Mas do ponto de vista mais alargado, percebemos que o mesmo se passa com os nossos objectivos, fins e metas a curto, médio e longo prazo. Os objectivos podem ser precisos e assomarem o horizonte porque os estabelecemos e fixamos. São fixos sempre num futuro. Não existem ainda na realidade, não foram realizados e não foram cumpridos. Mas criam sobre nós já agora uma tensão. Agem retroactiva e retrospectivamente sobre nós. Acendem-nos. Fazem-nos virar para eles. Dirigimo-nos para eles. Prosseguimos na sua direcção. Pode ser beber um café. Quando nos apetece beber um café, surge-nos essa vontade que nasce em nós. Nós não imaginamos a cena ou o conjunto de cenas que nos levam do quarto à cozinha, nem todas as fases do processo que está envolvido no fazer um café. Assim como ninguém quer a coisa projecta-se todo um conjunto de acções implícitas no fazer café que se vão desdobrar numa cadeia ordenada de elos, que têm a sua constituição intrínseca. Levanto-me, caminho até à cozinha, tiro a lata do café do armário, encho a cafeteira de água, ponho o filtro, o café no filtro, acciono o botão da cafeteira, espero que a água seja passada pelo café no filtro, encho a taça com café, deito um farrapo de leite e bebo. O que se passa entre a vontade que me dá de beber café e o momento em que bebo café passou tempo. Estar efectivamente a beber café é atingir o alvo do objectivo “beber café”. Querer beber café é a afectação do ponto de vista que abre uma perspectiva no mundo que constitui um dado auto-biográfico. Se não me apetecesse beber café, ficava sentado onde me encontrava sentado. Não “teria viajado” até à cozinha, não tinha usado o tempo daquela maneira. Não teria bebido café e o dado auto-biográfico teria sido completamente diferente: “passei a tarde a trabalhar e nem sequer me levantei para beber um café”.
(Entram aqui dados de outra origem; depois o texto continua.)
#[cfg(test)]
mod tests {
    use super::*;
    use crate::types::{Capability, StepConstraints};

    fn step(id: &str, deps: &[&str]) -> PlanStep {
        PlanStep {
            id: id.to_string(),
            capability: Capability::General,
            action_hint: "respond".to_string(),
            constraints: StepConstraints::default(),
            changes: serde_json::json!({}),
            depends_on: deps.iter().map(|s| s.to_string()).collect(),
        }
    }

    #[test]
    fn topological_order_respects_dependencies() {
        let steps = vec![step("B", &["A"]), step("A", &[])];
        let order = topological_order(&steps);
        assert_eq!(order[0].id, "A");
        assert_eq!(order[1].id, "B");
    }

    #[test]
    fn independent_steps_keep_plan_order() {
        let steps = vec![step("A", &[]), step("B", &[])];
        let order = topological_order(&steps);
        assert_eq!(order[0].id, "A");
        assert_eq!(order[1].id, "B");
    }

    #[test]
    fn hebrew_text_is_detected() {
        assert_eq!(detect_language("קבע לי פגישה מחר"), Language::He);
        assert_eq!(detect_language("schedule a meeting tomorrow"), Language::En);
    }
}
Quantas decisões destas tomamos, quantas opções adoptamos entre o sim e o não, entre fazer e não fazer, entre levantar-nos e não nos levantarmos. Ao longo do dia podemos ter 100.000 pensamentos. São muitos segundos por minuto e muitos minutos por horas e horas num dia em que de um momento para o outro, num abrir e fechar de olhos nos pode dar para muitas coisas, nos pode apetecer muitas coisas. Querer ter essas coisas, cumprir objectivos, implica uma alteração do mundo, uma imposição da nossa perspectiva e do nosso ponto de vista que altera até a percepção da nossa casa: ora sentados onde estamos à secretária a olhar para as coisas, ora levantando-nos e afastando-nos da secretária. Vêmo-la mais distante e quando lhe viramos as costas não a vemos nem a parede que lhe serve de fundo. Vemos a porta do quarto e, aberta, o corredor e percorremo-lo até entrarmos na cozinha. E se antes víamos livros sobre a secretária, agora vemos a parafernália toda da cozinha. Se há pouco estava a ler e concentrado, agora a concentração é na tarefa. Posso ainda ter o sentido da última frase lida, mas a minha atenção está toda ela dada ao café. Talvez o nosso ponto de vista não seja estigmático e “eu” e “-me“ e “a mim” elementos complexos de uma lucidez ou de uma mente desdobrada. Veremos.